Vorige week oordeelde de rechtbank Den Haag over een geschil waarin vrienden EUR 100.000 hadden uitgeleend aan de BV van een vriendin. De BV gaat failliet. Er lag een schriftelijke overeenkomst en er waren mondelinge afspraken gemaakt, die de rechtbank ook meeneemt in haar oordeel. Toch loopt het niet goed af.
De feiten
Vrienden hebben met een vriendin de voorwaarden besproken waaronder zij eventueel EUR 100.000 zouden gaan uitlenen aan de BV van die vriendin. Zij emailt: “Dat pandrecht is eigenlijk de enige zekerheid (behalve mijn woord en eer) die ik jullie nu kan geven.” En: “Ik wil op papier mijn privé hier buiten houden. Maar het zou m’n eer te na zijn om van de verantwoordelijkheden weg te lopen. Het is een behoorlijk bedrag wat ik van jullie leen, maar niet een bedrag wat nooit meer terug te betalen is.”
Partijen sluiten een schriftelijke overeenkomst van geldlening voor 10 jaar tegen 3%.

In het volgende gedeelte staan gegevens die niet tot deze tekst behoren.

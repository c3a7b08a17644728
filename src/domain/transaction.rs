//! Transaction records as reported by the analysis backend

use std::fmt;

use chrono::{DateTime, Utc};
use rust_decimal::Decimal;
use serde::{Deserialize, Serialize};

/// Transaction category
#[derive(Debug, Clone, Copy, PartialEq, Eq, Hash, PartialOrd, Ord, Serialize, Deserialize)]
#[serde(from = "String", into = "String")]
pub enum TxType {
    Transfer,
    Swap,
    Deposit,
    Withdrawal,
    Stake,
    Unstake,
    Bridge,
    Mint,
    Burn,
    Approve,
    /// Any label the backend reports that is not one of the above
    Other,
}

impl TxType {
    pub const ALL: [TxType; 10] = [
        TxType::Transfer,
        TxType::Swap,
        TxType::Deposit,
        TxType::Withdrawal,
        TxType::Stake,
        TxType::Unstake,
        TxType::Bridge,
        TxType::Mint,
        TxType::Burn,
        TxType::Approve,
    ];

    pub fn label(&self) -> &'static str {
        match self {
            TxType::Transfer => "Transfer",
            TxType::Swap => "Swap",
            TxType::Deposit => "Deposit",
            TxType::Withdrawal => "Withdrawal",
            TxType::Stake => "Stake",
            TxType::Unstake => "Unstake",
            TxType::Bridge => "Bridge",
            TxType::Mint => "Mint",
            TxType::Burn => "Burn",
            TxType::Approve => "Approve",
            TxType::Other => "Other",
        }
    }

    /// Parse a label; returns `None` for anything unrecognised
    pub fn parse(label: &str) -> Option<TxType> {
        let lower = label.trim().to_lowercase();
        match lower.as_str() {
            // backend sub-kinds of plain transfers
            "internal transfer" | "token transfer" => Some(TxType::Transfer),
            "other" => Some(TxType::Other),
            _ => TxType::ALL
                .into_iter()
                .find(|t| t.label().to_lowercase() == lower),
        }
    }
}

impl From<String> for TxType {
    fn from(value: String) -> Self {
        TxType::parse(&value).unwrap_or(TxType::Other)
    }
}

impl From<TxType> for String {
    fn from(value: TxType) -> Self {
        value.label().to_string()
    }
}

impl fmt::Display for TxType {
    fn fmt(&self, f: &mut fmt::Formatter<'_>) -> fmt::Result {
        f.write_str(self.label())
    }
}

#[derive(Debug, Clone, Copy, PartialEq, Eq, Hash, PartialOrd, Ord, Serialize, Deserialize)]
#[serde(rename_all = "lowercase")]
pub enum Direction {
    In,
    Out,
}

impl Direction {
    pub fn label(&self) -> &'static str {
        match self {
            Direction::In => "in",
            Direction::Out => "out",
        }
    }

    /// Apply this direction's sign to an amount
    pub fn signed(&self, amount: Decimal) -> Decimal {
        match self {
            Direction::In => amount,
            Direction::Out => -amount,
        }
    }
}

#[derive(Debug, Clone, Copy, PartialEq, Eq, Hash, PartialOrd, Ord, Serialize, Deserialize)]
pub enum TxStatus {
    #[serde(alias = "success")]
    Success,
    #[serde(alias = "failed", alias = "Failure", alias = "Error")]
    Failed,
    #[serde(alias = "pending")]
    Pending,
}

impl TxStatus {
    pub fn label(&self) -> &'static str {
        match self {
            TxStatus::Success => "Success",
            TxStatus::Failed => "Failed",
            TxStatus::Pending => "Pending",
        }
    }
}

fn default_status() -> TxStatus {
    TxStatus::Success
}

fn unknown_party() -> String {
    "Unknown".to_string()
}

#[derive(Debug, Clone, PartialEq, Serialize, Deserialize)]
#[serde(rename_all = "camelCase")]
pub struct Transaction {
    pub hash: String,
    #[serde(with = "chrono::serde::ts_seconds")]
    pub timestamp: DateTime<Utc>,
    #[serde(rename = "type")]
    pub tx_type: TxType,
    pub direction: Direction,
    #[serde(default = "unknown_party", deserialize_with = "null_as_unknown")]
    pub from: String,
    #[serde(default = "unknown_party", deserialize_with = "null_as_unknown")]
    pub to: String,
    #[serde(with = "rust_decimal::serde::float")]
    pub amount: Decimal,
    #[serde(default)]
    pub token_symbol: Option<String>,
    #[serde(default, with = "rust_decimal::serde::float_option")]
    pub usd_value: Option<Decimal>,
    #[serde(default = "default_status")]
    pub status: TxStatus,
    #[serde(default)]
    pub block_number: Option<u64>,
    #[serde(default)]
    pub gas_used: Option<u64>,
    #[serde(default, with = "rust_decimal::serde::float_option")]
    pub gas_price: Option<Decimal>,
    #[serde(default, with = "rust_decimal::serde::float_option")]
    pub fee: Option<Decimal>,
    #[serde(default)]
    pub edited: bool,
}

fn null_as_unknown<'de, D>(deserializer: D) -> Result<String, D::Error>
where
    D: serde::Deserializer<'de>,
{
    let value = Option::<String>::deserialize(deserializer)?;
    Ok(value.unwrap_or_else(unknown_party))
}

impl Transaction {
    /// The other side of the transfer, seen from the analysed address
    pub fn counterparty(&self) -> &str {
        match self.direction {
            Direction::In => &self.from,
            Direction::Out => &self.to,
        }
    }

    /// Amount with the direction's sign applied
    pub fn signed_amount(&self) -> Decimal {
        self.direction.signed(self.amount)
    }

    /// Token symbol, falling back to the chain's native symbol
    pub fn token_or<'a>(&'a self, native: &'a str) -> &'a str {
        self.token_symbol
            .as_deref()
            .filter(|s| !s.trim().is_empty())
            .unwrap_or(native)
    }
}

#[cfg(test)]
mod tests {
    use super::*;

    const BACKEND_TX: &str = r#"{
        "hash": "0xabc",
        "timestamp": 1704463380,
        "date": "2024-01-05T14:03:00",
        "type": "Token Transfer",
        "direction": "in",
        "from": "0xfrom",
        "to": "0xto",
        "amount": 12.5,
        "token": "USDC",
        "tokenSymbol": "USDC",
        "status": "Success",
        "gasUsed": 52000,
        "gasPrice": 21.5,
        "blockNumber": 19000000,
        "confirmations": 12
    }"#;

    #[test]
    fn test_decode_backend_transaction() {
        let tx: Transaction = serde_json::from_str(BACKEND_TX).unwrap();
        assert_eq!(tx.hash, "0xabc");
        assert_eq!(tx.tx_type, TxType::Transfer);
        assert_eq!(tx.direction, Direction::In);
        assert_eq!(tx.amount, Decimal::new(125, 1));
        assert_eq!(tx.token_symbol.as_deref(), Some("USDC"));
        assert_eq!(tx.usd_value, None);
        assert_eq!(tx.block_number, Some(19_000_000));
        assert_eq!(tx.timestamp.timestamp(), 1_704_463_380);
        assert!(!tx.edited);
        assert_eq!(tx.counterparty(), "0xfrom");
    }

    #[test]
    fn test_unknown_type_and_null_parties() {
        let json = r#"{"hash":"h","timestamp":0,"type":"Airdrop","direction":"out",
            "from":null,"to":"0xdest","amount":1,"tokenSymbol":null,"status":"Failed"}"#;
        let tx: Transaction = serde_json::from_str(json).unwrap();
        assert_eq!(tx.tx_type, TxType::Other);
        assert_eq!(tx.from, "Unknown");
        assert_eq!(tx.status, TxStatus::Failed);
        assert_eq!(tx.counterparty(), "0xdest");
        assert_eq!(tx.signed_amount(), Decimal::from(-1));
        assert_eq!(tx.token_or("ETH"), "ETH");
    }

    #[test]
    fn test_type_labels() {
        assert_eq!(TxType::parse("swap"), Some(TxType::Swap));
        assert_eq!(TxType::parse("Internal Transfer"), Some(TxType::Transfer));
        assert_eq!(TxType::parse("nope"), None);
        assert_eq!(String::from(TxType::Unstake), "Unstake");
    }
}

Een half jaar later gaat de BV failliet.
Er volgt emailverkeer. De vrienden brengen hun vriendin een wandeling in herinnering waarbij nog het een en ander is afgesproken: “En we zijn heel blij dat je in elk geval hebt toegezegd dat je onze mondelinge overeenkomst vwb het terugbetalen benadrukte tijdens de wandeling.”
De vriendin antwoordt dat de afwikkeling via de curator gaat, en: “Onveranderd blijft mijn morele verplichting naar jullie. Ik sta ermee op en ga er mee slapen.”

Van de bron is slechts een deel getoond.